Начальство, понимая, что не имеет достойной Яковлеву замены, попробовало было его поощрить. В том же январе «во уважение долговременной ревностной службы актера Алексея Яковлева, который, будучи руководим всегдашним усердием, и ныне посвящает отличный талант свой на службу дирекции, и в несомненной надежде, что он поведением своим приносить будет театру желаемую пользу», было приказано Тюфякиным выдавать ему дополнительно к пенсии по 1200 рублей ассигнациями в год жалованья (с сохранением 500 рублей квартирных денег и 20 сажен дров). Но поощрение начальства не спасло его ни на сцене, ни в жизни, где он кругом был в долгах.
Все той же щедрой рукой раздавая деньги направо и налево, не зная удержу в мрачных кутежах, он доставлял немало бедствий своей семье. Его не остановило даже рождение 26 августа 1816 года сына, которого когда-то он страстно хотел иметь. Оставаясь все тем же добрым, честным, справедливым, прямодушным человеком, он не мог не терзать себя, когда приходили минуты отрезвления. И «пробуждения» его действительно были «ужасны». Все, что пророчил он себе до женитьбы, сбылось. Из замкнутого им самим круга выйти ему не удалось.

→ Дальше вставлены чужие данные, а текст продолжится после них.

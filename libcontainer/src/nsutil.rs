//! Namespace-flag bookkeeping that does not belong to a single
//! configurator: kernel-support detection, entering/leaving namespace FDs
//! in the right order, and namespace-identity comparison.

use std::collections::HashSet;
use std::fs;
use std::os::fd::RawFd;
use std::path::{Path, PathBuf};

use common::error::{NsconError, Result};
use common::syscall::ProcessOps;
use nix::fcntl::{self, OFlag};
use nix::sys::stat::Mode;
use nix::unistd;

use crate::nsflag::NsFlag;

/// Probes `/proc/self/ns/<name>` for every known flag, returning the subset
/// the running kernel actually supports.
pub fn supported_namespaces(proc_self_ns: &Path) -> HashSet<NsFlag> {
    NsFlag::ALL
        .into_iter()
        .filter(|ns| proc_self_ns.join(ns.name()).exists())
        .collect()
}

/// The kernel namespace identity exposed by `/proc/<pid>/ns/<name>`, e.g.
/// `pid:[4026531836]`. Two processes share a namespace iff these strings
/// are equal.
pub fn namespace_id(pid: i32, ns: NsFlag, proc_root: &Path) -> Result<String> {
    let path = proc_root.join(pid.to_string()).join("ns").join(ns.name());
    let target = fs::read_link(&path)
        .map_err(|_| NsconError::not_found(format!("{} is not available", path.display())))?;
    Ok(target.to_string_lossy().into_owned())
}

/// The namespaces among `candidates` where `pid`'s identity differs from
/// this process's own — i.e. the ones `new_ns_process_in_target` actually
/// needs to `setns` into, rather than ones the target already shares with
/// the caller.
pub fn unshared_namespaces(
    pid: i32,
    candidates: &[NsFlag],
    proc_root: &Path,
) -> Result<Vec<NsFlag>> {
    let mut out = Vec::new();
    for &ns in candidates {
        let target_id = namespace_id(pid, ns, proc_root)?;
        let self_id = namespace_id(unistd::getpid().as_raw(), ns, proc_root)?;
        if target_id != self_id {
            out.push(ns);
        }
    }
    Ok(out)
}

fn open_ns_fd(pid: i32, ns: NsFlag, proc_root: &Path) -> Result<RawFd> {
    let path = proc_root.join(pid.to_string()).join("ns").join(ns.name());
    fcntl::open(&path, OFlag::empty(), Mode::empty())
        .map_err(|e| NsconError::from_errno(&format!("open({})", path.display()), e))
}

/// Opens one FD per requested namespace (in `namespaces` order) then
/// `setns`-es them. A user namespace, if present, is attached first: the
/// uid/gid mapping it establishes must be in place before any other
/// namespace's privileged operations run.
pub fn attach_namespaces(
    process: &dyn ProcessOps,
    namespaces: &[NsFlag],
    target_pid: i32,
    proc_root: &Path,
) -> Result<()> {
    let fds: Vec<(NsFlag, RawFd)> = namespaces
        .iter()
        .map(|&ns| open_ns_fd(target_pid, ns, proc_root).map(|fd| (ns, fd)))
        .collect::<Result<_>>()?;

    let (user_fds, other_fds): (Vec<_>, Vec<_>) =
        fds.iter().partition(|(ns, _)| *ns == NsFlag::User);

    let result = (|| {
        for (ns, fd) in user_fds.iter().chain(other_fds.iter()) {
            process.setns(*fd, ns.clone_flag())?;
        }
        Ok(())
    })();

    for (_, fd) in &fds {
        let _ = unistd::close(*fd);
    }
    result
}

/// `unshare(2)`s the OR of `namespaces`' clone flags in one call.
pub fn unshare_namespaces(process: &dyn ProcessOps, namespaces: &[NsFlag]) -> Result<()> {
    process.unshare(crate::nsflag::combined_flags(namespaces))
}

/// A namespace FD saved via [`save_namespace`], restored and closed by
/// [`restore_and_delete`].
pub struct SavedNamespace {
    ns: NsFlag,
    fd: RawFd,
}

/// Opens an FD over the caller's current `/proc/self/ns/<name>`, to
/// `setns` back into later (used by `Update`'s save/attach/restore dance).
pub fn save_namespace(ns: NsFlag, proc_self_ns: &Path) -> Result<SavedNamespace> {
    let path = proc_self_ns.join(ns.name());
    let fd = fcntl::open(&path, OFlag::empty(), Mode::empty())
        .map_err(|e| NsconError::from_errno(&format!("open({})", path.display()), e))?;
    Ok(SavedNamespace { ns, fd })
}

pub fn restore_and_delete(process: &dyn ProcessOps, saved: SavedNamespace) -> Result<()> {
    let result = process.setns(saved.fd, saved.ns.clone_flag());
    let _ = unistd::close(saved.fd);
    result
}

/// Lists the numeric entries of `/proc/self/fd` — every FD currently open
/// in this process.
pub fn open_fds(proc_self_fd: &Path) -> Result<Vec<RawFd>> {
    let mut fds = Vec::new();
    for entry in fs::read_dir(proc_self_fd)? {
        let entry = entry?;
        if let Some(name) = entry.file_name().to_str() {
            if let Ok(fd) = name.parse::<RawFd>() {
                fds.push(fd);
            }
        }
    }
    Ok(fds)
}

/// Opens the slave side of the pty device numbered `minor` (e.g.
/// `/dev/pts/<minor>`), for handoff into the clone child's stdio.
pub fn open_slave_pty(minor: u32) -> Result<RawFd> {
    let path: PathBuf = format!("/dev/pts/{minor}").into();
    fcntl::open(&path, OFlag::O_RDWR | OFlag::O_NOCTTY, Mode::empty())
        .map_err(|e| NsconError::from_errno(&format!("open({})", path.display()), e))
}

/// Makes `slave_fd` the controlling tty of the calling process and dups it
/// onto stdin/stdout/stderr. Missing `TIOCSCTTY` support on non-Linux
/// targets is best-effort, neither an error nor a warning.
pub fn attach_to_console_fd(process: &dyn ProcessOps, slave_fd: RawFd) -> Result<()> {
    process.dup2(slave_fd, 0)?;
    process.dup2(slave_fd, 1)?;
    process.dup2(slave_fd, 2)?;
    #[cfg(target_os = "linux")]
    {
        if unsafe { libc::ioctl(slave_fd, libc::TIOCSCTTY as _, 0) } < 0 {
            tracing::warn!("could not TIOCSCTTY on slave pty fd {slave_fd}");
        }
    }
    if slave_fd > 2 {
        let _ = unistd::close(slave_fd);
    }
    Ok(())
}

#[cfg(test)]
mod tests {
    use super::*;
    use common::syscall::test::TestProcess;

    #[test]
    fn supported_namespaces_reflects_probe_dir() {
        let dir = tempfile::tempdir().unwrap();
        std::fs::write(dir.path().join("pid"), "").unwrap();
        std::fs::write(dir.path().join("ipc"), "").unwrap();
        let supported = supported_namespaces(dir.path());
        assert!(supported.contains(&NsFlag::Pid));
        assert!(supported.contains(&NsFlag::Ipc));
        assert!(!supported.contains(&NsFlag::Net));
    }

    #[test]
    fn user_namespace_attaches_before_others() {
        let process = TestProcess::default();
        // Fake three FDs by pre-creating files whose inode numbers don't
        // matter; open_ns_fd is exercised indirectly via attach_namespaces
        // against a synthetic /proc-like tree.
        let proc_root = tempfile::tempdir().unwrap();
        for (pid_dir, ns) in [("9999", "ipc"), ("9999", "mnt"), ("9999", "user")] {
            let dir = proc_root.path().join(pid_dir).join("ns");
            std::fs::create_dir_all(&dir).unwrap();
            std::fs::write(dir.join(ns), "").unwrap();
        }
        attach_namespaces(
            &process,
            &[NsFlag::Ipc, NsFlag::Mnt, NsFlag::User],
            9999,
            proc_root.path(),
        )
        .unwrap();
        let calls = process.calls.borrow();
        let setns_calls: Vec<&String> = calls.iter().filter(|c| c.starts_with("setns")).collect();
        assert_eq!(setns_calls.len(), 3);
        assert!(setns_calls[0].contains("CLONE_NEWUSER"));
    }
}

В начале нового сезона, 23 апреля 1817 года, Яковлев, обычно выбиравший для спектаклей в свою пользу пьесы, близкие собственному душевному состоянию, на последний в своей жизни бенефис выбрал «Эдипа царя» Грузинцева. Образом влекомого волей безжалостных богов Эдипа к преступной любви и противным человеческому разуму поступкам он как бы сам подводил итог собственной жизни.